|
Rosa Lynn Pinkus, a historian,
received both her M.A. (1973) and Ph.D.(1975) from
the State University of New York at Buffalo.
In 1978 she completed a fellowship in the Medical Humanities at Penn State
Hershey and joined the faculty of the University of Pittsburgh School of
Medicine in 1980. By 1986, her frontline clinical work in neurosurgery
earned her an Associate Professorship in that department. She is currently
Professor of Medicine/Neurosurgery. Since 1990 she has been Associate
Director of the Center for Bioethics and Health Law and Director of the
Consortium Ethics Program.
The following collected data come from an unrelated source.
//! Decoder and method registries
//!
//! A [`Registry`] holds two disjoint, name-indexed tables. It is built once
//! from reference data plus a source report and is never mutated afterwards;
//! alias expansion and enrichment each produce a new value.

mod schema;
mod types;

use std::collections::HashMap;

use tracing::{debug, info};

use crate::error::{Error, RegistryError};
use crate::mining::{SourceMiner, SourceReport};

pub use schema::{RawEntry, RawParam, RawSignature, ReferenceData};
pub use types::{EntryKind, Param, RegistryEntry, Signature, Table};

/// Section label for decoders that declare none
pub const DEFAULT_SECTION: &str = "Other";

/// A resolved name: which table matched, and the entry
#[derive(Debug, Clone, Copy)]
pub struct Match<'a> {
    pub table: Table,
    pub entry: &'a RegistryEntry,
}

/// Entries of one table in declaration order, indexed by name
#[derive(Debug, Clone)]
pub struct EntryTable {
    table: Table,
    entries: Vec<RegistryEntry>,
    index: HashMap<String, usize>,
}

impl EntryTable {
    /// Create an empty table
    pub fn new(table: Table) -> Self {
        Self {
            table,
            entries: Vec::new(),
            index: HashMap::new(),
        }
    }

    /// Build a table from entries, rejecting duplicates and empty signature lists
    pub fn from_entries(
        table: Table,
        entries: impl IntoIterator<Item = RegistryEntry>,
    ) -> Result<Self, RegistryError> {
        let mut result = Self::new(table);
        for entry in entries {
            result.insert(entry)?;
        }
        Ok(result)
    }

    fn insert(&mut self, entry: RegistryEntry) -> Result<(), RegistryError> {
        if entry.signatures.is_empty() {
            return Err(RegistryError::NoSignatures {
                table: self.table,
                name: entry.name,
            });
        }
        if self.index.contains_key(&entry.name) {
            return Err(RegistryError::Duplicate {
                table: self.table,
                name: entry.name,
            });
        }
        self.index.insert(entry.name.clone(), self.entries.len());
        self.entries.push(entry);
        Ok(())
    }

    /// Which table this is
    pub fn table(&self) -> Table {
        self.table
    }

    /// Look up an entry by exact name
    pub fn get(&self, name: &str) -> Option<&RegistryEntry> {
        self.index.get(name).map(|&i| &self.entries[i])
    }

    /// Check if the table has an entry with this name
    pub fn contains(&self, name: &str) -> bool {
        self.index.contains_key(name)
    }

    /// Iterate entries in declaration order (alias copies last)
    pub fn iter(&self) -> impl Iterator<Item = &RegistryEntry> {
        self.entries.iter()
    }

    /// Number of entries
    pub fn len(&self) -> usize {
        self.entries.len()
    }

    /// Check if the table is empty
    pub fn is_empty(&self) -> bool {
        self.entries.is_empty()
    }

    fn expand_aliases(&self) -> Result<Self, RegistryError> {
        let mut expanded = self.clone();
        for entry in &self.entries {
            for alias in &entry.aliases {
                if expanded.contains(alias) {
                    return Err(RegistryError::AliasCollision {
                        table: self.table,
                        alias: alias.clone(),
                        primary: entry.name.clone(),
                    });
                }
                debug!(table = %self.table, alias = %alias, primary = %entry.name, "expanding alias");
                let copy = RegistryEntry {
                    name: alias.clone(),
                    aliases: Vec::new(),
                    alias_of: Some(entry.name.clone()),
                    source_url: None,
                    ..entry.clone()
                };
                expanded.insert(copy)?;
            }
        }
        Ok(expanded)
    }

    fn check_sources(&self, report: &SourceReport) -> Result<(), RegistryError> {
        match self
            .iter()
            .find(|entry| !entry.is_alias() && !report.contains(&entry.name))
        {
            Some(missing) => Err(RegistryError::MissingFromSource {
                table: self.table,
                name: missing.name.clone(),
            }),
            None => Ok(()),
        }
    }

    fn enrich(mut self, report: &SourceReport) -> Self {
        for entry in &mut self.entries {
            entry.source_url = report.remote(&entry.name).map(str::to_string);
            if entry.doc_text.is_none() {
                entry.doc_text = report
                    .comment(&entry.name)
                    .or_else(|| entry.alias_of.as_deref().and_then(|p| report.comment(p)))
                    .map(str::to_string);
            }
        }
        self
    }
}

/// The two documented tables
#[derive(Debug, Clone)]
pub struct Registry {
    decoders: EntryTable,
    methods: EntryTable,
}

impl Registry {
    /// Create a registry from two tables, checking that they are disjoint
    pub fn new(decoders: EntryTable, methods: EntryTable) -> Result<Self, RegistryError> {
        if let Some(entry) = methods.iter().find(|m| decoders.contains(&m.name)) {
            return Err(RegistryError::Overlap(entry.name.clone()));
        }
        Ok(Self { decoders, methods })
    }

    /// Normalize reference data into a registry, without aliases or mining
    pub fn from_data(data: &ReferenceData) -> Result<Self, RegistryError> {
        let load = |table: Table| -> Result<EntryTable, RegistryError> {
            let entries = data
                .entries(table)
                .iter()
                .map(|raw| raw.to_entry(table))
                .collect::<Result<Vec<_>, _>>()?;
            EntryTable::from_entries(table, entries)
        };
        Self::new(load(Table::Decoders)?, load(Table::Methods)?)
    }

    /// Full startup sequence: load, expand aliases, mine, check integrity, enrich
    pub fn build(data: &ReferenceData, miner: &dyn SourceMiner) -> Result<Self, Error> {
        let registry = Self::from_data(data)?.expand_aliases()?;

        let decoders_report = miner.mine(Table::Decoders)?;
        let methods_report = miner.mine(Table::Methods)?;

        registry.check_sources(&decoders_report, &methods_report)?;
        let registry = registry.enrich(&decoders_report, &methods_report);

        info!(
            decoders = registry.decoders.len(),
            methods = registry.methods.len(),
            "registry built"
        );
        Ok(registry)
    }

    /// Copy every entry under each of its aliases
    pub fn expand_aliases(&self) -> Result<Self, RegistryError> {
        Self::new(self.decoders.expand_aliases()?, self.methods.expand_aliases()?)
    }

    /// Fail on the first primary name absent from its table's report
    pub fn check_sources(
        &self,
        decoders: &SourceReport,
        methods: &SourceReport,
    ) -> Result<(), RegistryError> {
        self.methods.check_sources(methods)?;
        self.decoders.check_sources(decoders)
    }

    /// Attach source links and fill missing doc text from the reports
    pub fn enrich(self, decoders: &SourceReport, methods: &SourceReport) -> Self {
        Self {
            decoders: self.decoders.enrich(decoders),
            methods: self.methods.enrich(methods),
        }
    }

    /// Resolve a bare name: decoders first, then methods
    pub fn resolve(&self, name: &str) -> Option<Match<'_>> {
        self.decoders
            .get(name)
            .map(|entry| Match {
                table: Table::Decoders,
                entry,
            })
            .or_else(|| {
                self.methods.get(name).map(|entry| Match {
                    table: Table::Methods,
                    entry,
                })
            })
    }

    /// The decoder table
    pub fn decoders(&self) -> &EntryTable {
        &self.decoders
    }

    /// The method table
    pub fn methods(&self) -> &EntryTable {
        &self.methods
    }

    /// One of the two tables
    pub fn table(&self, table: Table) -> &EntryTable {
        match table {
            Table::Decoders => &self.decoders,
            Table::Methods => &self.methods,
        }
    }

    /// Decoders grouped by section, sections in first-seen order
    pub fn by_section(&self) -> Vec<(&str, Vec<&RegistryEntry>)> {
        let mut groups: Vec<(&str, Vec<&RegistryEntry>)> = Vec::new();
        for entry in self.decoders.iter() {
            let section = entry.section.as_deref().unwrap_or(DEFAULT_SECTION);
            match groups.iter_mut().find(|(name, _)| *name == section) {
                Some((_, entries)) => entries.push(entry),
                None => groups.push((section, vec![entry])),
            }
        }
        groups
    }
}

/// True iff at least one signature of the entry declares parameters
pub fn is_callable(entry: &RegistryEntry) -> bool {
    entry.is_callable()
}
She has extensive experience as an ethics
consultant and has taught applied ethics for over twenty years in both the
medical school and most recently, the School
of Engineering.
Rosa Lynn is lead author of the book Engineering
Ethics: Balancing Cost, Schedule, and Risk-Lessons Learned from the Space
Shuttle (Cambridge University Press, 1997) and co-author, with Mark
Kuczewski, of An
Ethics Casebook for Hospitals: Practical Approaches to Everyday Cases (Georgetown
University Press, 1999). Her current research, funded by the NSF-LIS
Program, is an interdisciplinary study to understand how bioengineering
students learn ethics by using a case-based approach and how a computer
model of this reasoning process can aid future teaching.